• [ACTION ITEM] Reproduce the entries below in full, word for word.

• [SUPPLIED DATA]
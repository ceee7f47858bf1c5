use sciscroll_core::{llm_client::OrchestratorSettings, sources::SourceSettings};
use std::net::SocketAddr;
use std::time::Duration;
use tracing::Level;

/// A custom error type for configuration loading failures.
#[derive(Debug, thiserror::Error)]
pub enum ConfigError {
    #[error("Missing environment variable: {0}")]
    MissingVar(String),
    #[error("Invalid value for environment variable {0}: {1}")]
    InvalidValue(String, String),
}

/// Language model services that can act as the content orchestrator.
#[derive(Clone, Copy, Debug, PartialEq, Eq)]
pub enum Provider {
    Anthropic,
    /// Any service speaking the OpenAI chat completions API.
    OpenAI,
}

impl Provider {
    fn default_model(&self) -> &'static str {
        match self {
            Provider::Anthropic => "claude-sonnet-4-5-20250929",
            Provider::OpenAI => "gpt-4o",
        }
    }
}

/// Holds all configuration loaded from the environment at startup.
#[derive(Clone, Debug)]
pub struct Config {
    pub bind_address: SocketAddr,
    pub provider: Provider,
    pub anthropic_api_key: Option<String>,
    pub openai_api_key: Option<String>,
    pub openai_api_base: String,
    pub orchestrator_model: String,
    pub orchestrator_max_tokens: u32,
    pub orchestrator_timeout: Duration,
    pub media_timeout: Duration,
    pub unsplash_access_key: Option<String>,
    pub reddit_client_id: Option<String>,
    pub reddit_client_secret: Option<String>,
    pub reddit_user_agent: String,
    pub twitter_bearer_token: Option<String>,
    pub imgflip_username: Option<String>,
    pub imgflip_password: Option<String>,
    pub log_level: Level,
}

/// Reads a variable, treating an empty value as unset.
fn var(name: &str) -> Option<String> {
    std::env::var(name).ok().filter(|v| !v.trim().is_empty())
}

fn parse_number<T: std::str::FromStr>(name: &str, default: T) -> Result<T, ConfigError>
where
    T::Err: std::fmt::Display,
{
    match var(name) {
        None => Ok(default),
        Some(raw) => raw
            .trim()
            .parse::<T>()
            .map_err(|e| ConfigError::InvalidValue(name.to_string(), format!("'{raw}': {e}"))),
    }
}

/// Both halves of a credential pair, or neither.
fn credential_pair(
    first: &str,
    second: &str,
) -> Result<(Option<String>, Option<String>), ConfigError> {
    match (var(first), var(second)) {
        (Some(_), None) => Err(ConfigError::MissingVar(format!(
            "{second} must be set together with {first}"
        ))),
        (None, Some(_)) => Err(ConfigError::MissingVar(format!(
            "{first} must be set together with {second}"
        ))),
        pair => Ok(pair),
    }
}

impl Config {
    /// Loads configuration from environment variables.
    pub fn from_env() -> Result<Self, ConfigError> {
        // Only load from .env in non-test mode to avoid contamination
        if !cfg!(test) {
            dotenvy::dotenv().ok();
        }

        let bind_address_str = var("BIND_ADDRESS").unwrap_or_else(|| "0.0.0.0:5000".to_string());
        let bind_address = bind_address_str
            .parse::<SocketAddr>()
            .map_err(|e| ConfigError::InvalidValue("BIND_ADDRESS".to_string(), e.to_string()))?;

        let provider_str = var("ORCHESTRATOR_PROVIDER").unwrap_or_else(|| "anthropic".to_string());
        let provider = match provider_str.to_lowercase().as_str() {
            "anthropic" | "claude" => Provider::Anthropic,
            "openai" => Provider::OpenAI,
            other => {
                return Err(ConfigError::InvalidValue(
                    "ORCHESTRATOR_PROVIDER".to_string(),
                    format!("'{other}' is not one of: anthropic, openai"),
                ));
            }
        };

        let orchestrator_model =
            var("ORCHESTRATOR_MODEL").unwrap_or_else(|| provider.default_model().to_string());
        let orchestrator_max_tokens = parse_number("ORCHESTRATOR_MAX_TOKENS", 2048u32)?;
        let orchestrator_timeout =
            Duration::from_secs(parse_number("ORCHESTRATOR_TIMEOUT_SECS", 60u64)?);
        let media_timeout = Duration::from_secs(parse_number("MEDIA_TIMEOUT_SECS", 10u64)?);

        let (reddit_client_id, reddit_client_secret) =
            credential_pair("REDDIT_CLIENT_ID", "REDDIT_CLIENT_SECRET")?;
        let (imgflip_username, imgflip_password) =
            credential_pair("IMGFLIP_USERNAME", "IMGFLIP_PASSWORD")?;

        let log_level_str = var("RUST_LOG").unwrap_or_else(|| "INFO".to_string());
        let log_level = log_level_str.parse::<Level>().map_err(|_| {
            ConfigError::InvalidValue(
                "RUST_LOG".to_string(),
                format!("'{}' is not a valid log level", log_level_str),
            )
        })?;

        Ok(Self {
            bind_address,
            provider,
            anthropic_api_key: var("ANTHROPIC_API_KEY"),
            openai_api_key: var("OPENAI_API_KEY"),
            openai_api_base: var("OPENAI_API_BASE")
                .unwrap_or_else(|| "https://api.openai.com/v1".to_string()),
            orchestrator_model,
            orchestrator_max_tokens,
            orchestrator_timeout,
            media_timeout,
            unsplash_access_key: var("UNSPLASH_ACCESS_KEY"),
            reddit_client_id,
            reddit_client_secret,
            reddit_user_agent: var("REDDIT_USER_AGENT").unwrap_or_else(|| "SciScroll/1.0".to_string()),
            twitter_bearer_token: var("TWITTER_BEARER_TOKEN"),
            imgflip_username,
            imgflip_password,
            log_level,
        })
    }

    /// Credentials of the configured provider, if present.
    pub fn orchestrator_api_key(&self) -> Option<String> {
        match self.provider {
            Provider::Anthropic => self.anthropic_api_key.clone(),
            Provider::OpenAI => self.openai_api_key.clone(),
        }
    }

    pub fn orchestrator_settings(&self) -> OrchestratorSettings {
        OrchestratorSettings {
            model: self.orchestrator_model.clone(),
            max_tokens: self.orchestrator_max_tokens,
            timeout: self.orchestrator_timeout,
        }
    }

    pub fn source_settings(&self) -> SourceSettings {
        SourceSettings {
            timeout: self.media_timeout,
            unsplash_access_key: self.unsplash_access_key.clone(),
            reddit_client_id: self.reddit_client_id.clone(),
            reddit_client_secret: self.reddit_client_secret.clone(),
            reddit_user_agent: self.reddit_user_agent.clone(),
            twitter_bearer_token: self.twitter_bearer_token.clone(),
            imgflip_username: self.imgflip_username.clone(),
            imgflip_password: self.imgflip_password.clone(),
        }
    }
}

• [REPLY]
repository ceee7f47858bf1c5
use sciscroll_core::{llm_client::OrchestratorSettings, sources::SourceSettings};
use std::net::SocketAddr;
use std::time::Duration;
use tracing::Level;

/// A custom error type for configuration loading failures.
#[derive(Debug, thiserror::Error)]
pub enum ConfigError {
    #[error("Missing environment variable: {0}")]
    MissingVar(String),
    #[error("Invalid value for environment variable {0}: {1}")]
    InvalidValue(String, String),
}

/// Language model services that can act as the content orchestrator.
#[derive(Clone, Copy, Debug, PartialEq, Eq)]
pub enum Provider {
    Anthropic,
    /// Any service speaking the OpenAI chat completions API.
    OpenAI,
}

impl Provider {
    fn default_model(&self) -> &'static str {
        match self {
            Provider::Anthropic => "claude-sonnet-4-5-20250929",
            Provider::OpenAI => "gpt-4o",
        }
    }
}

/// Holds all configuration loaded from the environment at startup.
#[derive(Clone, Debug)]
pub struct Config {
    pub bind_address: SocketAddr,
    pub provider: Provider,
    pub anthropic_api_key: Option<String>,
    pub openai_api_key: Option<String>,
    pub openai_api_base: String,
    pub orchestrator_model: String,
    pub orchestrator_max_tokens: u32,
    pub orchestrator_timeout: Duration,
    pub media_timeout: Duration,
    pub unsplash_access_key: Option<String>,
    pub reddit_client_id: Option<String>,
    pub reddit_client_secret: Option<String>,
    pub reddit_user_agent: String,
    pub twitter_bearer_token: Option<String>,
    pub imgflip_username: Option<String>,
    pub imgflip_password: Option<String>,
    pub log_level: Level,
}

/// Reads a variable, treating an empty value as unset.
fn var(name: &str) -> Option<String> {
    std::env::var(name).ok().filter(|v| !v.trim().is_empty())
}

fn parse_number<T: std::str::FromStr>(name: &str, default: T) -> Result<T, ConfigError>
where
    T::Err: std::fmt::Display,
{
    match var(name) {
        None => Ok(default),
        Some(raw) => raw
            .trim()
            .parse::<T>()
            .map_err(|e| ConfigError::InvalidValue(name.to_string(), format!("'{raw}': {e}"))),
    }
}

/// Both halves of a credential pair, or neither.
fn credential_pair(
    first: &str,
    second: &str,
) -> Result<(Option<String>, Option<String>), ConfigError> {
    match (var(first), var(second)) {
        (Some(_), None) => Err(ConfigError::MissingVar(format!(
            "{second} must be set together with {first}"
        ))),
        (None, Some(_)) => Err(ConfigError::MissingVar(format!(
            "{first} must be set together with {second}"
        ))),
        pair => Ok(pair),
    }
}

impl Config {
    /// Loads configuration from environment variables.
    pub fn from_env() -> Result<Self, ConfigError> {
        // Only load from .env in non-test mode to avoid contamination
        if !cfg!(test) {
            dotenvy::dotenv().ok();
        }

        let bind_address_str = var("BIND_ADDRESS").unwrap_or_else(|| "0.0.0.0:5000".to_string());
        let bind_address = bind_address_str
            .parse::<SocketAddr>()
            .map_err(|e| ConfigError::InvalidValue("BIND_ADDRESS".to_string(), e.to_string()))?;

        let provider_str = var("ORCHESTRATOR_PROVIDER").unwrap_or_else(|| "anthropic".to_string());
        let provider = match provider_str.to_lowercase().as_str() {
            "anthropic" | "claude" => Provider::Anthropic,
            "openai" => Provider::OpenAI,
            other => {
                return Err(ConfigError::InvalidValue(
                    "ORCHESTRATOR_PROVIDER".to_string(),
                    format!("'{other}' is not one of: anthropic, openai"),
                ));
            }
        };

        let orchestrator_model =
            var("ORCHESTRATOR_MODEL").unwrap_or_else(|| provider.default_model().to_string());
        let orchestrator_max_tokens = parse_number("ORCHESTRATOR_MAX_TOKENS", 2048u32)?;
        let orchestrator_timeout =
            Duration::from_secs(parse_number("ORCHESTRATOR_TIMEOUT_SECS", 60u64)?);
        let media_timeout = Duration::from_secs(parse_number("MEDIA_TIMEOUT_SECS", 10u64)?);

        let (reddit_client_id, reddit_client_secret) =
            credential_pair("REDDIT_CLIENT_ID", "REDDIT_CLIENT_SECRET")?;
        let (imgflip_username, imgflip_password) =
            credential_pair("IMGFLIP_USERNAME", "IMGFLIP_PASSWORD")?;

        let log_level_str = var("RUST_LOG").unwrap_or_else(|| "INFO".to_string());
        let log_level = log_level_str.parse::<Level>().map_err(|_| {
            ConfigError::InvalidValue(
                "RUST_LOG".to_string(),
                format!("'{}' is not a valid log level", log_level_str),
            )
        })?;

        Ok(Self {
            bind_address,
            provider,
            anthropic_api_key: var("ANTHROPIC_API_KEY"),
            openai_api_key: var("OPENAI_API_KEY"),
            openai_api_base: var("OPENAI_API_BASE")
                .unwrap_or_else(|| "https://api.openai.com/v1".to_string()),
            orchestrator_model,
            orchestrator_max_tokens,
            orchestrator_timeout,
            media_timeout,
            unsplash_access_key: var("UNSPLASH_ACCESS_KEY"),
            reddit_client_id,
            reddit_client_secret,
            reddit_user_agent: var("REDDIT_USER_AGENT").unwrap_or_else(|| "SciScroll/1.0".to_string()),
            twitter_bearer_token: var("TWITTER_BEARER_TOKEN"),
            imgflip_username,
            imgflip_password,
            log_level,
        })
    }

    /// Credentials of the configured provider, if present.
    pub fn orchestrator_api_key(&self) -> Option<String> {
        match self.provider {
            Provider::Anthropic => self.anthropic_api_key.clone(),
            Provider::OpenAI => self.openai_api_key.clone(),
        }
    }

    pub fn orchestrator_settings(&self) -> OrchestratorSettings {
        OrchestratorSettings {
            model: self.orchestrator_model.clone(),
            max_tokens: self.orchestrator_max_tokens,
            timeout: self.orchestrator_timeout,
        }
    }

    pub fn source_settings(&self) -> SourceSettings {
        SourceSettings {
            timeout: self.media_timeout,
            unsplash_access_key: self.unsplash_access_key.clone(),
            reddit_client_id: self.reddit_client_id.clone(),
            reddit_client_secret: self.reddit_client_secret.clone(),
            reddit_user_agent: self.reddit_user_agent.clone(),
            twitter_bearer_token: self.twitter_bearer_token.clone(),
            imgflip_username: self.imgflip_username.clone(),
            imgflip_password: self.imgflip_password.clone(),
        }
    }
}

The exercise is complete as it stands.